Just before 7pm it seemed pretty clear the ports were closed. A group of us decided to walk down to the next gates to see how things were going further down on the docks. Around 7pm there came a call for folks to physically block the gates so some folks sat down and we began a picket line. Or well at least tried to. I had a moment of realization of how small the labor movement in this country currently is when it became clear that a solid majority of the folks there didn't know what I picket line was. Someone later referred to it as a “circle march”. I'm hopeful that this movement will inspire many many more workers to participate in organized resistance at their workplaces and in their communities through a myriad of tactics including “circle marches” :P
We sat blocking the gate until we received word that the ports had been “offically” closed for this shift. We all began the long march back to Occupy Oakland. We marched with a few trucks that had gotten stuck in the mix trying to leave the port. They honked in rhythm with our chants showing their support. The woman next to me said, “I don't think that I've ever marched with trucks escorting me—this is pretty cool.” I nodded in agreement grinning from ear to ear from the actions today.
I'm still smiling as I write this. Estimates are that there were somewhere between 20,000-40,000 people in the streets today. That's tens of thousands of people who felt like this is important enough to leave work, to leave the routines of their everyday life behind, to join with their families and their communities to participate in direct democracy.

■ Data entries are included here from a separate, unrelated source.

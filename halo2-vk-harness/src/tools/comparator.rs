use async_trait::async_trait;
use slog_scope::debug;
use std::path::Path;

use crate::outcome::FailureReason;
use crate::tools::ToolCommand;

/// Compare two verification keys byte for byte.
#[cfg_attr(test, mockall::automock)]
#[async_trait]
pub trait ArtifactComparator: Sync + Send {
    /// Succeed only if both files exist and have the exact same content.
    async fn compare(&self, test_name: &str, left: &Path, right: &Path)
    -> Result<(), FailureReason>;
}

/// [ArtifactComparator] delegating the comparison to the `diff` command.
pub struct DiffArtifactComparator {
    command: ToolCommand,
}

impl DiffArtifactComparator {
    pub fn new(command: ToolCommand) -> Self {
        Self { command }
    }
}

#[async_trait]
impl ArtifactComparator for DiffArtifactComparator {
    async fn compare(
        &self,
        test_name: &str,
        left: &Path,
        right: &Path,
    ) -> Result<(), FailureReason> {
        for artifact in [left, right] {
            if !artifact.is_file() {
                return Err(FailureReason::ArtifactMissing(artifact.to_path_buf()));
            }
        }

        let args = [left, right].map(|path| path.display().to_string());
        let status = self
            .command
            .run(test_name, &args)
            .await
            .map_err(|e| FailureReason::tool_invocation(self.command.name(), e))?;
        debug!("Verification keys compared"; "test" => test_name, "status" => %status);

        if status.success() {
            Ok(())
        } else {
            Err(FailureReason::ArtifactMismatch {
                comparator: self.command.name().to_string(),
                exit_code: status.code(),
            })
        }
    }
}
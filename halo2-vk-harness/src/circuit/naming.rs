use regex::Regex;
use std::sync::LazyLock;

static CAPITALIZED_WORD: LazyLock<Regex> =
    LazyLock::new(|| Regex::new(r"(.)([A-Z][a-z]+)").unwrap());
static LOWER_TO_UPPER: LazyLock<Regex> =
    LazyLock::new(|| Regex::new(r"([a-z0-9])([A-Z])").unwrap());

/// Convert a circuit identifier to the name used by its test (ie: `SimpleAddGate` to
/// `simple_add_gate`).
///
/// A run of capitals attached to a lowercase run is split before its last capital:
/// `ABCDef` gives `abc_def`.
pub fn to_test_name(identifier: &str) -> String {
    let words_split = CAPITALIZED_WORD.replace_all(identifier, "${1}_${2}");
    let words_split = LOWER_TO_UPPER.replace_all(&words_split, "${1}_${2}");

    words_split.to_lowercase()
}
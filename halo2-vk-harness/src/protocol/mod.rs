//! Sequences of tool invocations checking that two verification keys are identical.

mod constant_folding;
mod reference;

use anyhow::Context;
use async_trait::async_trait;
use clap::ValueEnum;
use std::path::Path;

use crate::StdResult;
use crate::circuit::CircuitDescriptor;
use crate::outcome::TestOutcome;

pub use constant_folding::ConstantFoldingProtocol;
pub use reference::ReferenceProtocol;

/// Available equivalence protocols
#[derive(Debug, Copy, Clone, PartialEq, Eq, PartialOrd, Ord, ValueEnum)]
pub enum ProtocolKind {
    /// Compare the key of a circuit with the key of the same circuit once its constant markers
    /// are stripped.
    Constant,
    /// Compare the key of a circuit with the key generated by the matching reference test.
    Reference,
}

/// Test a circuit by generating two verification keys and comparing them.
#[async_trait]
pub trait EquivalenceProtocol: Sync + Send {
    /// Produce the outcome of the test of the given circuit.
    ///
    /// Tool failures are reported in the outcome, an error is only returned when the harness
    /// itself can not operate (ie: the circuit file can not be read).
    async fn evaluate(&self, descriptor: &CircuitDescriptor) -> StdResult<TestOutcome>;
}

/// Remove the verification keys left by a previous test and make sure their directories exist.
pub(crate) async fn prepare_artifacts(artifacts: &[&Path]) -> StdResult<()> {
    for artifact in artifacts {
        if let Some(parent) = artifact.parent() {
            tokio::fs::create_dir_all(parent)
                .await
                .with_context(|| format!("could not create directory `{}`", parent.display()))?;
        }
        if artifact.exists() {
            tokio::fs::remove_file(artifact).await.with_context(|| {
                format!(
                    "could not remove previous verification key `{}`",
                    artifact.display()
                )
            })?;
        }
    }

    Ok(())
}
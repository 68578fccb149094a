/// Marker call wrapped around the expressions that should be treated as fixed literals.
pub const DEFAULT_CONSTANT_MARKER: &str = "constant";

/// Strips a marker call (ie: `constant(EXPR)`) from a circuit source, leaving the wrapped
/// expression untouched.
///
/// The argument is delimited by counting parentheses, so `constant(pow(2, 3))` gives `pow(2, 3)`
/// and markers nested inside an argument are stripped as well.
#[derive(Debug, Clone, PartialEq, Eq)]
pub struct ConstantRewriter {
    marker: String,
}

impl ConstantRewriter {
    /// `ConstantRewriter` factory
    pub fn new<T: Into<String>>(marker: T) -> Self {
        Self {
            marker: marker.into(),
        }
    }

    /// Name of the marker call stripped by this rewriter
    pub fn marker(&self) -> &str {
        &self.marker
    }

    /// Return a copy of `source` where every marker call is replaced by its argument.
    ///
    /// The source is read once, the depth of the parenthesis opened by each pending marker call
    /// is kept on a stack so its closing `)` can be dropped. A marker call with no balancing `)`
    /// is kept as is, the markers that follow it are still stripped.
    pub fn rewrite(&self, source: &str) -> String {
        if self.marker.is_empty() {
            return source.to_string();
        }

        let call = format!("{}(", self.marker);
        let mut rewritten = String::with_capacity(source.len());
        let mut pending_calls: Vec<PendingCall> = vec![];
        let mut depth = 0_usize;
        let mut previous: Option<char> = None;
        let mut remaining = source;

        while let Some(c) = remaining.chars().next() {
            if remaining.starts_with(&call) && !previous.is_some_and(is_identifier_char) {
                depth += 1;
                pending_calls.push(PendingCall {
                    depth,
                    output_offset: rewritten.len(),
                });
                remaining = &remaining[call.len()..];
                previous = Some('(');
                continue;
            }

            let closes_pending_call = c == ')'
                && pending_calls
                    .last()
                    .is_some_and(|pending| pending.depth == depth);
            match c {
                '(' => depth += 1,
                ')' => depth = depth.saturating_sub(1),
                _ => {}
            }
            if closes_pending_call {
                pending_calls.pop();
            } else {
                rewritten.push(c);
            }
            previous = Some(c);
            remaining = &remaining[c.len_utf8()..];
        }

        restore_unterminated_calls(rewritten, &pending_calls, &call)
    }
}

impl Default for ConstantRewriter {
    fn default() -> Self {
        Self::new(DEFAULT_CONSTANT_MARKER)
    }
}

/// A marker call whose closing parenthesis has not been found yet.
struct PendingCall {
    /// Parenthesis depth once the call is opened
    depth: usize,
    /// Offset in the rewritten text where the marker call was dropped
    output_offset: usize,
}

fn is_identifier_char(c: char) -> bool {
    c.is_alphanumeric() || c == '_' || c == '$'
}

/// Put back the marker calls never closed, `pending_calls` is ordered by offset.
fn restore_unterminated_calls(
    rewritten: String,
    pending_calls: &[PendingCall],
    call: &str,
) -> String {
    if pending_calls.is_empty() {
        return rewritten;
    }

    let mut restored = String::with_capacity(rewritten.len() + pending_calls.len() * call.len());
    let mut copied = 0;
    for pending in pending_calls {
        restored.push_str(&rewritten[copied..pending.output_offset]);
        restored.push_str(call);
        copied = pending.output_offset;
    }
    restored.push_str(&rewritten[copied..]);

    restored
}
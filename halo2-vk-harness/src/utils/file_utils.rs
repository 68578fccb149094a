use anyhow::Context;
use std::path::Path;
use tokio::process::Command;

use crate::StdResult;

/// Tail a file into a string.
///
/// For the sake of simplicity it use internally the tail command so be sure to have it on
/// your system.
pub async fn tail(file_path: &Path, number_of_line: u64) -> StdResult<String> {
    let tail_result = Command::new("tail")
        .arg("-n")
        .arg(number_of_line.to_string())
        .arg(file_path)
        .kill_on_drop(true)
        .output()
        .await
        .with_context(|| format!("Failed to tail file `{}`", file_path.display()))?;

    String::from_utf8(tail_result.stdout).with_context(|| "Failed to parse tail output to utf8")
}
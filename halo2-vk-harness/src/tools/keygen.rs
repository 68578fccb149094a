use async_trait::async_trait;
use slog_scope::{debug, warn};
use std::path::Path;

use crate::outcome::FailureReason;
use crate::tools::ToolCommand;

/// Generate the verification key of a circuit description file.
#[cfg_attr(test, mockall::automock)]
#[async_trait]
pub trait KeyGenerator: Sync + Send {
    /// Compile the circuit at `circuit_path` and write its verification key to `vk_path`.
    ///
    /// The caller must check that the key was written: tools may exit successfully without
    /// producing anything.
    async fn generate_vk(
        &self,
        test_name: &str,
        circuit_path: &Path,
        vk_path: &Path,
    ) -> Result<(), FailureReason>;
}

/// [KeyGenerator] running the `halo2-wasm keygen` CLI.
pub struct Halo2WasmKeyGenerator {
    command: ToolCommand,
    circuit_scaffold: Option<String>,
}

impl Halo2WasmKeyGenerator {
    pub fn new(command: ToolCommand, circuit_scaffold: Option<&str>) -> Self {
        Self {
            command,
            circuit_scaffold: circuit_scaffold.map(str::to_string),
        }
    }

    fn args(&self, circuit_path: &Path, vk_path: &Path) -> Vec<String> {
        let mut args = vec![circuit_path.display().to_string()];
        if let Some(scaffold) = &self.circuit_scaffold {
            args.extend(["-c".to_string(), scaffold.clone()]);
        }
        args.extend(["-vk".to_string(), vk_path.display().to_string()]);

        args
    }
}

#[async_trait]
impl KeyGenerator for Halo2WasmKeyGenerator {
    async fn generate_vk(
        &self,
        test_name: &str,
        circuit_path: &Path,
        vk_path: &Path,
    ) -> Result<(), FailureReason> {
        let status = self
            .command
            .run(test_name, &self.args(circuit_path, vk_path))
            .await
            .map_err(|e| FailureReason::tool_invocation(self.command.name(), e))?;

        if status.success() {
            debug!("Verification key generated"; "test" => test_name, "circuit" => %circuit_path.display());
        } else {
            warn!(
                "{} exited with {status}", self.command.name();
                "test" => test_name, "log" => %self.command.log_path(test_name).display()
            );
        }

        Ok(())
    }
}
//! Business logic services
//!
//! Every inbound request opens a [`RequestScope`] from the shared
//! [`ServiceContext`]; services borrow the scope for the duration of one
//! operation.

pub mod account;
pub mod auth;
pub mod context;
pub mod error;
pub mod identity;
pub mod scope;

#[cfg(test)]
pub(crate) mod test_support;

pub use account::AccountService;
pub use auth::AuthService;
pub use context::{ServiceContext, ServiceContextBuilder};
pub use error::{ServiceError, ServiceResult};
pub use identity::BearerIdentity;
pub use scope::RequestScope;
//! Route definitions
//!
//! Account routes are mounted under /api; health probes sit at the root.

use axum::{
    routing::{get, post, put},
    Router,
};

use crate::handlers::{accounts, auth, doctors, health};
use crate::state::AppState;

/// Create the main API router (health routes are mounted separately so they
/// bypass rate limiting)
pub fn create_router() -> Router<AppState> {
    Router::new().nest("/api", api_routes())
}

/// Health check routes
pub fn health_routes() -> Router<AppState> {
    Router::new()
        .route("/health", get(health::health_check))
        .route("/health/ready", get(health::readiness_check))
}

fn api_routes() -> Router<AppState> {
    Router::new()
        .merge(authentication_routes())
        .merge(account_routes())
        .merge(doctor_routes())
}

/// Authentication routes
fn authentication_routes() -> Router<AppState> {
    Router::new()
        .route("/Authentication/SignUp", post(auth::sign_up))
        .route("/Authentication/SignIn", post(auth::sign_in))
        .route("/Authentication/SignOut", put(auth::sign_out))
        .route("/Authentication/Validate", get(auth::validate))
        .route("/Authentication/Refresh", post(auth::refresh))
}

/// Account routes
fn account_routes() -> Router<AppState> {
    Router::new()
        .route("/Accounts/Me", get(accounts::get_me))
        .route("/Accounts/Update", put(accounts::update_me))
        .route(
            "/Accounts",
            get(accounts::all_accounts).post(accounts::create_account),
        )
        .route(
            "/Accounts/:id",
            put(accounts::update_account).delete(accounts::delete_account),
        )
}

/// Doctor directory routes
fn doctor_routes() -> Router<AppState> {
    Router::new()
        .route("/Doctors", get(doctors::all_doctors))
        .route("/Doctors/:id", get(doctors::doctor_identified))
}
//! Application configuration structs
//!
//! Loads configuration from environment variables (with `.env` support).

use chrono::TimeDelta;
use serde::Deserialize;
use std::env;

/// Longest accepted token lifetime: ten years
pub const MAX_TOKEN_TTL_SECS: i64 = 10 * 365 * 24 * 60 * 60;

/// Main application configuration
#[derive(Debug, Clone, Deserialize)]
pub struct AppConfig {
    pub app: AppSettings,
    pub api: ServerConfig,
    pub storage: StorageConfig,
    pub database: DatabaseConfig,
    pub jwt: JwtConfig,
    pub rate_limit: RateLimitConfig,
    pub cors: CorsConfig,
    pub seed: SeedConfig,
}

/// General application settings
#[derive(Debug, Clone, Deserialize)]
pub struct AppSettings {
    #[serde(default = "default_app_name")]
    pub name: String,
    #[serde(default = "default_env")]
    pub env: Environment,
}

/// Environment type
#[derive(Debug, Clone, Copy, PartialEq, Eq, Deserialize, Default)]
#[serde(rename_all = "lowercase")]
pub enum Environment {
    #[default]
    Development,
    Staging,
    Production,
}

impl Environment {
    #[must_use]
    pub fn is_production(&self) -> bool {
        matches!(self, Self::Production)
    }

    #[must_use]
    pub fn is_development(&self) -> bool {
        matches!(self, Self::Development)
    }
}

/// HTTP server configuration
#[derive(Debug, Clone, Deserialize)]
pub struct ServerConfig {
    #[serde(default = "default_host")]
    pub host: String,
    #[serde(default = "default_port")]
    pub port: u16,
}

impl ServerConfig {
    #[must_use]
    pub fn address(&self) -> String {
        format!("{}:{}", self.host, self.port)
    }
}

/// Which store implementation backs the unit of work
#[derive(Debug, Clone, Copy, PartialEq, Eq, Deserialize, Default)]
#[serde(rename_all = "lowercase")]
pub enum StorageBackend {
    #[default]
    Postgres,
    Memory,
}

/// Storage selection
#[derive(Debug, Clone, Deserialize)]
pub struct StorageConfig {
    #[serde(default)]
    pub backend: StorageBackend,
}

/// Database configuration
#[derive(Debug, Clone, Deserialize)]
pub struct DatabaseConfig {
    /// Required for the postgres backend only
    pub url: Option<String>,
    #[serde(default = "default_max_connections")]
    pub max_connections: u32,
    #[serde(default = "default_min_connections")]
    pub min_connections: u32,
    #[serde(default = "default_migrations_dir")]
    pub migrations_dir: String,
}

/// JWT configuration; expiries are in seconds
#[derive(Debug, Clone, Deserialize)]
pub struct JwtConfig {
    pub secret: String,
    #[serde(default = "default_access_token_expiry")]
    pub access_token_expiry: i64,
    #[serde(default = "default_refresh_token_expiry")]
    pub refresh_token_expiry: i64,
}

impl JwtConfig {
    /// Access token lifetime
    ///
    /// # Errors
    /// Returns an error if the value is not a positive, representable duration
    pub fn access_ttl(&self) -> Result<TimeDelta, ConfigError> {
        ttl_delta("JWT_ACCESS_TOKEN_EXPIRY", self.access_token_expiry)
    }

    /// Refresh token lifetime
    ///
    /// # Errors
    /// Returns an error if the value is not a positive, representable duration
    pub fn refresh_ttl(&self) -> Result<TimeDelta, ConfigError> {
        ttl_delta("JWT_REFRESH_TOKEN_EXPIRY", self.refresh_token_expiry)
    }
}

fn ttl_delta(key: &'static str, secs: i64) -> Result<TimeDelta, ConfigError> {
    if !(1..=MAX_TOKEN_TTL_SECS).contains(&secs) {
        return Err(ConfigError::InvalidValue(key, secs.to_string()));
    }
    TimeDelta::try_seconds(secs).ok_or_else(|| ConfigError::InvalidValue(key, secs.to_string()))
}

/// Rate limiting configuration
#[derive(Debug, Clone, Deserialize)]
pub struct RateLimitConfig {
    #[serde(default = "default_requests_per_second")]
    pub requests_per_second: u32,
    #[serde(default = "default_burst")]
    pub burst: u32,
}

/// CORS configuration
#[derive(Debug, Clone, Deserialize)]
pub struct CorsConfig {
    #[serde(default)]
    pub allowed_origins: Vec<String>,
}

/// Demo account seeding
#[derive(Debug, Clone, Deserialize, Default)]
pub struct SeedConfig {
    #[serde(default)]
    pub demo_accounts: bool,
}

// Default value functions
fn default_app_name() -> String {
    "account-service".to_string()
}

fn default_env() -> Environment {
    Environment::Development
}

fn default_host() -> String {
    "127.0.0.1".to_string()
}

fn default_port() -> u16 {
    8000
}

fn default_max_connections() -> u32 {
    20
}

fn default_min_connections() -> u32 {
    5
}

fn default_migrations_dir() -> String {
    "./migrations".to_string()
}

fn default_access_token_expiry() -> i64 {
    900 // 15 minutes
}

fn default_refresh_token_expiry() -> i64 {
    604_800 // 7 days
}

fn default_requests_per_second() -> u32 {
    10
}

fn default_burst() -> u32 {
    50
}

impl AppConfig {
    /// Load configuration from environment variables
    ///
    /// # Errors
    /// Returns an error if required environment variables are missing or invalid
    pub fn from_env() -> Result<Self, ConfigError> {
        // Load .env file if present (ignore errors if not found)
        let _ = dotenvy::dotenv();

        Self::from_lookup(|key| env::var(key).ok())
    }

    /// Build configuration from an arbitrary key lookup
    ///
    /// # Errors
    /// Returns an error if required variables are missing or invalid
    pub fn from_lookup<F>(lookup: F) -> Result<Self, ConfigError>
    where
        F: Fn(&str) -> Option<String>,
    {
        let vars = Vars(&lookup);

        let backend = match vars.get("STORAGE_BACKEND").as_deref().map(str::to_lowercase) {
            None => StorageBackend::default(),
            Some(s) if s == "postgres" => StorageBackend::Postgres,
            Some(s) if s == "memory" => StorageBackend::Memory,
            Some(other) => return Err(ConfigError::InvalidValue("STORAGE_BACKEND", other)),
        };

        let database_url = vars.get("DATABASE_URL");
        if backend == StorageBackend::Postgres && database_url.is_none() {
            return Err(ConfigError::MissingVar("DATABASE_URL"));
        }

        let access_token_expiry = vars.ttl_secs(
            "JWT_ACCESS_TOKEN_EXPIRY",
            "ACCESS_TOKEN_EXPIRATION",
            default_access_token_expiry,
        )?;
        let refresh_token_expiry = vars.ttl_secs(
            "JWT_REFRESH_TOKEN_EXPIRY",
            "REFRESH_TOKEN_EXPIRATION",
            default_refresh_token_expiry,
        )?;

        Ok(Self {
            app: AppSettings {
                name: vars.get("APP_NAME").unwrap_or_else(default_app_name),
                env: vars
                    .get("APP_ENV")
                    .and_then(|s| match s.to_lowercase().as_str() {
                        "production" => Some(Environment::Production),
                        "staging" => Some(Environment::Staging),
                        "development" => Some(Environment::Development),
                        _ => None,
                    })
                    .unwrap_or_default(),
            },
            api: ServerConfig {
                host: vars.get("API_HOST").unwrap_or_else(default_host),
                port: vars.parse("API_PORT")?.unwrap_or_else(default_port),
            },
            storage: StorageConfig { backend },
            database: DatabaseConfig {
                url: database_url,
                max_connections: vars
                    .parse("DATABASE_MAX_CONNECTIONS")?
                    .unwrap_or_else(default_max_connections),
                min_connections: vars
                    .parse("DATABASE_MIN_CONNECTIONS")?
                    .unwrap_or_else(default_min_connections),
                migrations_dir: vars
                    .get("MIGRATIONS_DIR")
                    .unwrap_or_else(default_migrations_dir),
            },
            jwt: JwtConfig {
                secret: vars
                    .get("JWT_SECRET")
                    .filter(|s| !s.is_empty())
                    .ok_or(ConfigError::MissingVar("JWT_SECRET"))?,
                access_token_expiry,
                refresh_token_expiry,
            },
            rate_limit: RateLimitConfig {
                requests_per_second: vars
                    .parse("RATE_LIMIT_REQUESTS_PER_SECOND")?
                    .unwrap_or_else(default_requests_per_second),
                burst: vars.parse("RATE_LIMIT_BURST")?.unwrap_or_else(default_burst),
            },
            cors: CorsConfig {
                allowed_origins: vars
                    .get("CORS_ALLOWED_ORIGINS")
                    .map(|s| {
                        s.split(',')
                            .map(str::trim)
                            .filter(|s| !s.is_empty())
                            .map(String::from)
                            .collect()
                    })
                    .unwrap_or_default(),
            },
            seed: SeedConfig {
                demo_accounts: vars.parse("SEED_DEMO_ACCOUNTS")?.unwrap_or(false),
            },
        })
    }
}

struct Vars<'a, F>(&'a F);

impl<F> Vars<'_, F>
where
    F: Fn(&str) -> Option<String>,
{
    fn get(&self, key: &str) -> Option<String> {
        (self.0)(key)
    }

    fn parse<T: std::str::FromStr>(&self, key: &'static str) -> Result<Option<T>, ConfigError> {
        match self.get(key) {
            None => Ok(None),
            Some(raw) => raw
                .trim()
                .parse()
                .map(Some)
                .map_err(|_| ConfigError::InvalidValue(key, raw)),
        }
    }

    /// Token lifetime in seconds, bounded to `1..=MAX_TOKEN_TTL_SECS`
    fn ttl_secs(
        &self,
        key: &'static str,
        alias: &'static str,
        default: fn() -> i64,
    ) -> Result<i64, ConfigError> {
        let secs = self.parse_either(key, alias)?.unwrap_or_else(default);
        ttl_delta(key, secs)?;
        Ok(secs)
    }

    /// First of two alternative names that is set
    fn parse_either<T: std::str::FromStr>(
        &self,
        key: &'static str,
        alias: &'static str,
    ) -> Result<Option<T>, ConfigError> {
        match self.parse(key)? {
            Some(value) => Ok(Some(value)),
            None => self.parse(alias),
        }
    }
}

/// Configuration errors
#[derive(Debug, thiserror::Error)]
pub enum ConfigError {
    #[error("Missing required environment variable: {0}")]
    MissingVar(&'static str),

    #[error("Invalid value for {0}: {1}")]
    InvalidValue(&'static str, String),
}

Today in our second spiral dance we sang these words as we were dancing,
We are the rising sun.
We are the change
We are the ones we've been waiting for and we are dawning.
My friends we are the 99%. We are the ones we've been waiting for.
And we are dawning.
Thursday, October 27, 2011
Last night I found a new hope for the world. Both literally and figuratively. I was running a few minutes late and found my classmate Hope at the entrance to the Bart station. She was my first hope of the night. We were heading down to what is quickly becoming known as Oscar Grant Plaza for Seminary of the Streets. We met up with my friend from witchcamp, Riyanna at the Bart near the plaza and headed up to seminary of the streets together.
There was a small but lively crowd beginning to gather at the corner of 14th and Broadway. The three of us wandered around a bit and eventually found the Seminary of the Streets group. By 6pm the crowd had grown to over 400 people and it was clear that the general assembly would need a bigger space. Someone suggested Oscar Grant plaza. The crowd roared in affirmation and began marching to the amphitheater.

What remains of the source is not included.